In 1958, Cuba had a higher per capita income than Austria or Japan. Cuban industrial workers had the eighth-highest wages in the world. In the 1950s, Cuban stevedores earned more per hour than their counterparts in New Orleans and San Francisco.
Thousands of these took up arms against Che Guevara. The MRP (Movimiento Revolucionario del Pueblo) was among these Cuban resistance groups of mostly laborers. But don’t take it from me. Here’s how the FBI and CIA described them (emphasis added):
Heavily weighted labor membership, with socialistic leanings. Aimed for Castro overthrow from within; advocated nationalization of economy, agrarian reform, utopian social reforms.
In a TV speech on June 26, 1961, when Che Guevara was Cuba’s Minister of Industries, he proclaimed: Cuban workers must get used to live in a collectivist regimen, and by no means can they go on strike!
Che Guevara also denounced those who choose their own path (as in growing long hair and listening to Yankee-Imperialist rock & roll). These were vilified as worthless roqueros, lumpen, and delinquents. In his famous speech, Che Guevara even vowed to make individualism disappear from Cuba! It is criminal to think of individuals!
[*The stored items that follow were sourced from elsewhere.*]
//! The error type shared by the core tag/VR/value types.

use snafu::Snafu;

#[derive(Debug, Snafu)]
#[non_exhaustive]
#[snafu(visibility(pub))]
pub enum Error {
    #[snafu(display("invalid tag string {value:?}: expected 8 hex digits"))]
    InvalidTagString { value: String },
}

pub type Result<T, E = Error> = std::result::Result<T, E>;
//! `getTagValue`/`getTagsGroup`: look up elements by tag, string or group.

use std::collections::HashMap;

use crate::dataset::{Dataset, Element};

/// The three ways `spec.md` §4.9 allows a caller to identify a tag.
#[derive(Debug, Clone, Copy)]
pub enum TagQuery<'a> {
    /// `[group, element]` as integers.
    Numeric(u16, u16),
    /// `[group, element]` as hex strings, matched case-insensitively.
    Hex(&'a str, &'a str),
    /// Matched case-insensitively against name, keyword, or the canonical
    /// tag string (after stripping whitespace, `(` and `,`).
    Text(&'a str),
}

impl<'a> From<(u16, u16)> for TagQuery<'a> {
    fn from(pair: (u16, u16)) -> Self {
        TagQuery::Numeric(pair.0, pair.1)
    }
}

impl<'a> From<(&'a str, &'a str)> for TagQuery<'a> {
    fn from(pair: (&'a str, &'a str)) -> Self {
        TagQuery::Hex(pair.0, pair.1)
    }
}

impl<'a> From<&'a str> for TagQuery<'a> {
    fn from(s: &'a str) -> Self {
        TagQuery::Text(s)
    }
}

fn normalize_text(s: &str) -> String {
    s.chars()
        .filter(|c| !c.is_whitespace() && *c != '(' && *c != ',')
        .collect::<String>()
        .to_lowercase()
}

fn matches(element: &Element, query: &TagQuery) -> bool {
    match *query {
        TagQuery::Numeric(group, elem) => element.group == group && element.element == elem,
        TagQuery::Hex(group, elem) => {
            format!("{:04x}", element.group).eq_ignore_ascii_case(group)
                && format!("{:04x}", element.element).eq_ignore_ascii_case(elem)
        }
        TagQuery::Text(text) => {
            let needle = normalize_text(text);
            normalize_text(&element.name) == needle
                || normalize_text(&element.keyword) == needle
                || normalize_text(&element.tag().to_hex_string()) == needle
        }
    }
}

/// Finds the first element in `dataset` matching `query`, in insertion
/// order.
pub fn get_tag_value<'a, 'q>(dataset: &'a Dataset, query: impl Into<TagQuery<'q>>) -> Option<&'a Element> {
    let query = query.into();
    dataset.iter().map(|(_, element)| element).find(|element| matches(element, &query))
}

fn lower_camel(s: &str) -> String {
    let mut chars = s.chars();
    match chars.next() {
        Some(c) => c.to_lowercase().collect::<String>() + chars.as_str(),
        None => String::new(),
    }
}

/// Returns the submap of elements in `dataset` whose group (as a 4-hex-digit
/// string) equals `hex_group`, re-keyed by the lower-camel-case form of
/// their keyword.
pub fn get_tags_group<'a>(dataset: &'a Dataset, hex_group: &str) -> HashMap<String, &'a Element> {
    dataset
        .iter()
        .map(|(_, element)| element)
        .filter(|element| format!("{:04x}", element.group).eq_ignore_ascii_case(hex_group))
        .map(|element| (lower_camel(&element.keyword), element))
        .collect()
}
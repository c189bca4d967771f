//! The pixel pipeline's error type: missing the handful of attributes the
//! pipeline cannot proceed without.

use snafu::Snafu;

#[derive(Debug, Snafu)]
#[non_exhaustive]
#[snafu(visibility(pub))]
pub enum Error {
    #[snafu(display("dataset has no PixelData element"))]
    MissingPixelData,

    #[snafu(display("dataset is missing required attribute {keyword}"))]
    MissingAttribute { keyword: &'static str },
}

pub type Result<T, E = Error> = std::result::Result<T, E>;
Tens of thousands of Cuban youths learned that Che Guevara’s admonitions were more than idle bombast. In Guevara, the hundreds of Soviet KGB and East German STASI consultants who flooded Cuba in the early 1960s found an extremely eager acolyte. By the mid-’60s, the crime of a rocker lifestyle (blue jeans, long hair, fondness for the Beatles and Stones) or effeminate behavior got thousands of youths yanked out of Cuba’s streets and parks by secret police and dumped in prison camps with Work Will Make Men Out of You emblazoned in bold letters above the gate and with machine-gunners posted on the watchtowers. The initials for these camps were UMAP, not GULAG, but the conditions were quite similar.
Today, the world’s largest image of the man whom so many hipsters sport on their shirts adorns Cuba’s headquarters and torture chambers for its KGB-trained secret police. Nothing could be more fitting.
One day before his death in Bolivia, Che Guevara — for the first time in his life — finally faced something properly describable as combat. So he ordered his guerrilla charges to give no quarter, to fight to their last breaths and to their last bullet. With his men doing exactly what he ordered (fighting and dying to the last bullet), a slightly wounded Che sneaked away from the firefight and surrendered with fully loaded weapons while whimpering to his captors, Don’t shoot! I’m Che. I’m worth more to you alive than dead! His Bolivian captors viewed the matter differently. On the following day, Oct. 9, 1967, justice was served.